You know what would be really nice is if you achieved what i described
above.
Can I ifconfig an ethernet switch port?

> This really seems besides the point for this discussion, though.  
> We've written an ofproto provider for software switches called "dpif" 
> (this is also described in the porting guide). What we're proposing be 
> included in Linux is the kernel module that speaks to that dpif provider 
> over a well-defined, stable, netlink-based protocol.
> 
> Here's just a quick (somewhat simplified) summary of the different layers. 
> At the top, there are controllers and switches that communicate using OpenFlow.
> OpenFlow gives controller writers the ability to inspect and modify the switches' 
> flow tables and interfaces.  If a flow entry doesn't match an existing entry, the 
> packet is forwarded to the controller for further processing.  OpenFlow 1.0 was 
> pretty basic and exposed a single flow table.  OpenFlow 1.1 introduced a number 
> of new features including multiple table support.  The forthcoming OpenFlow 1.2 
> will include support for extensible matches, which means that new fields may be 
> added without requiring a full revision of the specification.  OpenFlow is defined 
> by the Open Networking Foundation and is not directly related to Open vSwitch.
> 
> The userspace in Open vSwitch has an OpenFlow library that interacts with the 
> controllers.  Userspace has its own classifier that supports wildcard entries 
> and multiple tables.  Many of the changes to the OpenFlow protocol only require 
> modifying that library and perhaps some of the glue code with the classifier.  
> (In theory, other software-defined networking protocols could be plugged in as well.)  
> The classifier interacts with the ofproto layer below it, which implements a fastpath.

Yes, when i looked at your code i can see that you have gone past
openflow.

> On a hardware switch, since it supports wildcarding, it essentially becomes a 
> passthrough that just calls the appropriate APIs for the ASIC.  

Are these APIs documented as well? Maybe thats all we need if you dont
have the standard linux tools working.

> On software, 
> as we've discussed, exact-match flows work better.
> 
> For that reason, we've defined the dpif layer, which is an ofproto provider.  
> It's primary purpose is to take high-level concepts like "treat this group of 
> interfaces as a LACP bond" or "support this set of wildcard flow entries" and 
> explode them into exact-match entries on-demand.  We've then implemented a 
> Linux dpif provider that takes the exact match entries created by the dpif 
> layer and converts them into netlink messages that the kernel module understands.  
> These messages are well-defined and not specific to Open vSwitch or OpenFlow.

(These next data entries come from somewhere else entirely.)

//! Stand-in UI collaborator: drives the pipeline from the terminal.
//!
//! Scenario triggers mirror the monitoring UI's buttons; the other
//! subcommands cover the settings and log operations the UI exposes.

use std::error::Error;
use std::io::Write;
use std::path::PathBuf;
use std::thread;
use std::time::Duration;

use clap::{Parser, Subcommand, ValueEnum};

use vigil_core::{
    AlertDispatcher, AudioError, ClassifierState, CycleOutcome, Engine, RuleOracle, RuntimeConfig,
    SafetyStatus, SensorData, Tone, ToneSink, TrendTicker,
};
use vigil_projectors as projectors;
use vigil_store::{load_or_create_secret, SafetyStore};

#[derive(Parser)]
#[command(name = "vigil", about = "Room safety monitor pipeline", version)]
struct Cli {
    /// Data directory (store, device secret, vigil.toml). Defaults to
    /// the per-user data dir.
    #[arg(long)]
    data_dir: Option<PathBuf>,
    /// Device secret as 64 hex chars; overrides the secret file.
    #[arg(long)]
    secret: Option<String>,
    #[command(subcommand)]
    command: Command,
}

#[derive(Subcommand)]
enum Command {
    /// Run one evaluation cycle for a scenario.
    Trigger {
        #[arg(value_enum)]
        scenario: Scenario,
        /// Classifier confidence [0, 1].
        #[arg(long, default_value_t = 0.9)]
        confidence: f32,
        #[arg(long, default_value = "")]
        notes: String,
    },
    /// Set the confidence threshold [0, 1].
    Threshold { value: f32 },
    /// Enable or disable audible alerts.
    Alerts {
        #[arg(value_enum)]
        mode: Toggle,
    },
    /// Inspect or manage the event log.
    Log {
        #[command(subcommand)]
        action: LogAction,
    },
    /// Print the current trend window.
    Trend,
    /// Boot context plus live trend ticker; Ctrl-C to stop.
    Watch {
        /// Seconds between status prints.
        #[arg(long, default_value_t = 10)]
        interval: u64,
    },
}

#[derive(Subcommand)]
enum LogAction {
    Show,
    Clear,
    Export,
}

#[derive(Clone, Copy, ValueEnum)]
enum Toggle {
    On,
    Off,
}

/// The monitoring UI's scenario buttons.
#[derive(Clone, Copy, ValueEnum)]
enum Scenario {
    Normal,
    NoMovement,
    Fall,
    Gas,
    Overheat,
    LoudNoise,
}

impl Scenario {
    fn classifier_state(self) -> ClassifierState {
        match self {
            Scenario::Normal => ClassifierState::Normal,
            Scenario::NoMovement => ClassifierState::NoMovement,
            Scenario::Fall => ClassifierState::FallLikely,
            Scenario::Gas => ClassifierState::GasSmokeAlert,
            Scenario::Overheat => ClassifierState::OverheatRisk,
            Scenario::LoudNoise => ClassifierState::LoudNoise,
        }
    }

    fn sensors(self) -> SensorData {
        match self {
            Scenario::Normal => SensorData::default(),
            Scenario::NoMovement => SensorData {
                motion_events: 0,
                noise_level: 0.05,
                ..SensorData::default()
            },
            Scenario::Fall => SensorData {
                motion_events: 1,
                noise_level: 0.60,
                ..SensorData::default()
            },
            Scenario::Gas => SensorData {
                gas_level: 0.78,
                smoke_level: 0.35,
                door_open: false,
                ..SensorData::default()
            },
            Scenario::Overheat => SensorData {
                temperature_c: 31.5,
                humidity_pct: 30.0,
                ..SensorData::default()
            },
            Scenario::LoudNoise => SensorData {
                noise_level: 0.92,
                ..SensorData::default()
            },
        }
    }
}

/// Terminal-bell tone sink. Frequency is out of the terminal's hands, so
/// the pattern's rhythm carries the tiering.
struct BellSink;

impl ToneSink for BellSink {
    fn play(&mut self, tone: Tone) -> Result<(), AudioError> {
        let mut out = std::io::stdout();
        out.write_all(b"\x07")
            .and_then(|_| out.flush())
            .map_err(|err| AudioError(err.to_string()))?;
        thread::sleep(Duration::from_millis(tone.duration_ms));
        Ok(())
    }
}

fn main() -> Result<(), Box<dyn Error>> {
    env_logger::Builder::from_env(env_logger::Env::default().default_filter_or("info")).init();
    let cli = Cli::parse();

    let data_dir = match cli.data_dir {
        Some(dir) => dir,
        None => dirs::data_dir()
            .unwrap_or_else(|| PathBuf::from("."))
            .join("vigil"),
    };
    std::fs::create_dir_all(&data_dir)?;
    log::info!("vigil starting, data dir {}", data_dir.display());

    let config_path = data_dir.join("vigil.toml");
    if !config_path.exists() {
        std::fs::write(&config_path, RuntimeConfig::default_toml())?;
    }
    let config = RuntimeConfig::load(&config_path)?;

    let secret = match &cli.secret {
        Some(text) => parse_secret(text)?,
        None => load_or_create_secret(&data_dir.join("device.secret"))?,
    };
    let store = SafetyStore::open(&data_dir.join("vigil.db"), secret)?;

    let mut engine = Engine::new(
        &config,
        Box::new(RuleOracle),
        AlertDispatcher::new(Box::new(BellSink)),
        Box::new(store),
    );

    match cli.command {
        Command::Trigger {
            scenario,
            confidence,
            notes,
        } => {
            let outcome = engine.trigger_evaluation(
                scenario.sensors(),
                scenario.classifier_state(),
                confidence,
                &notes,
            )?;
            print_outcome(&outcome);
            wait_for_alert(&outcome, engine.settings().alerts_enabled);
        }
        Command::Threshold { value } => {
            engine.set_threshold(value);
            println!(
                "confidence threshold set to {:.0}%",
                engine.settings().confidence_threshold * 100.0
            );
        }
        Command::Alerts { mode } => {
            let enabled = matches!(mode, Toggle::On);
            engine.set_alerts_enabled(enabled);
            println!("alerts {}", if enabled { "enabled" } else { "disabled" });
        }
        Command::Log { action } => match action {
            LogAction::Show => {
                let rows = projectors::log_rows(&engine.log_entries());
                if rows.is_empty() {
                    println!("log is empty");
                }
                for row in rows {
                    println!(
                        "{}  [{:^7}]  {:<16}  {}",
                        row.timestamp, row.assessment, row.state, row.sensors
                    );
                }
            }
            LogAction::Clear => {
                engine.clear_log();
                println!("log cleared");
            }
            LogAction::Export => {
                print!("{}", projectors::export_csv(&engine.log_entries()));
            }
        },
        Command::Trend => {
            print_trend(&engine);
        }
        Command::Watch { interval } => watch(&mut engine, &config, interval)?,
    }
    Ok(())
}

fn watch(engine: &mut Engine, config: &RuntimeConfig, interval: u64) -> Result<(), Box<dyn Error>> {
    let _ticker = TrendTicker::spawn(
        engine.trend_buffer(),
        engine.latest_snapshot(),
        Duration::from_millis(config.trend_interval_ms),
    )?;
    let outcome = engine.boot_context()?;
    print_outcome(&outcome);
    loop {
        thread::sleep(Duration::from_secs(interval.max(1)));
        print_trend(engine);
    }
}

fn print_outcome(outcome: &CycleOutcome) {
    let report = &outcome.report;
    println!("status: {}", report.status.label());
    println!("summary: {}", report.summary);
    for action in &report.actions_for_user {
        println!("  you:    {action}");
    }
    for action in &report.actions_for_warden {
        println!("  warden: {action}");
    }
    if !outcome.escalated {
        println!("(confidence gate kept the oracle out of the loop)");
    }
}

fn print_trend(engine: &Engine) {
    let series = projectors::trend_series(&engine.trend_points());
    if series.labels.is_empty() {
        println!("trend window is empty");
        return;
    }
    for i in 0..series.labels.len() {
        println!(
            "{}  {:.1}C  gas {:.2}  noise {:.2}",
            series.labels[i], series.temperature_c[i], series.gas_level[i], series.noise_level[i]
        );
    }
}

/// Give a scheduled pattern time to finish before the process exits;
/// the dispatcher is fire-and-forget and its worker dies with us.
fn wait_for_alert(outcome: &CycleOutcome, alerts_enabled: bool) {
    if alerts_enabled && outcome.report.status != SafetyStatus::Safe {
        thread::sleep(Duration::from_millis(1600));
    }
}

fn parse_secret(text: &str) -> Result<[u8; 32], String> {
    let bytes = hex::decode(text.trim()).map_err(|err| format!("secret is not hex: {err}"))?;
    bytes
        .try_into()
        .map_err(|_| "secret must be 32 bytes (64 hex chars)".to_string())
}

Useful but that seems more like a service layer - I want just to be able
to ifconfig a port as a basic need.
In any case, I should look at your doc to get some clarity.

> This layering has allowed us to introduce new OpenFlow-like features such as multiple tables 
> and non-OpenFlow features such as port mirroring, STP, CCM, and new bonding modes without 
> changes to the kernel module.  In fact, the only changes that should necessitate a kernel 
> interface change are new matches or actions, such as would be required for handling MPLS.

I just need the basic cobbling blocks.
If you conform to what Linux already does and i can run standard tools,
we can have a lot of creative things that could be done.


> > Make these vendor switches work with plain Linux. The Intel folks are
> > producing interfaces with L2, ACLs, VIs and are putting some effort to
> > integrate them into plain Linux. I should be able to set the qos rules
> > with tc on an intel chip.
> > You guys can still take advantage of all that and still have your nice
> > control plane.
> 
> Once again, I think we are talking about different things.  I believe you are 
> discussing interfacing with NICs, which is quite different from a high fanout 
> switching ASIC.  As I previously mentioned, the point of my original 

> post was that I think it would be best not to model a high fanout switch in the interface to the kernel.
> 

I hope my clarification above makes more sense.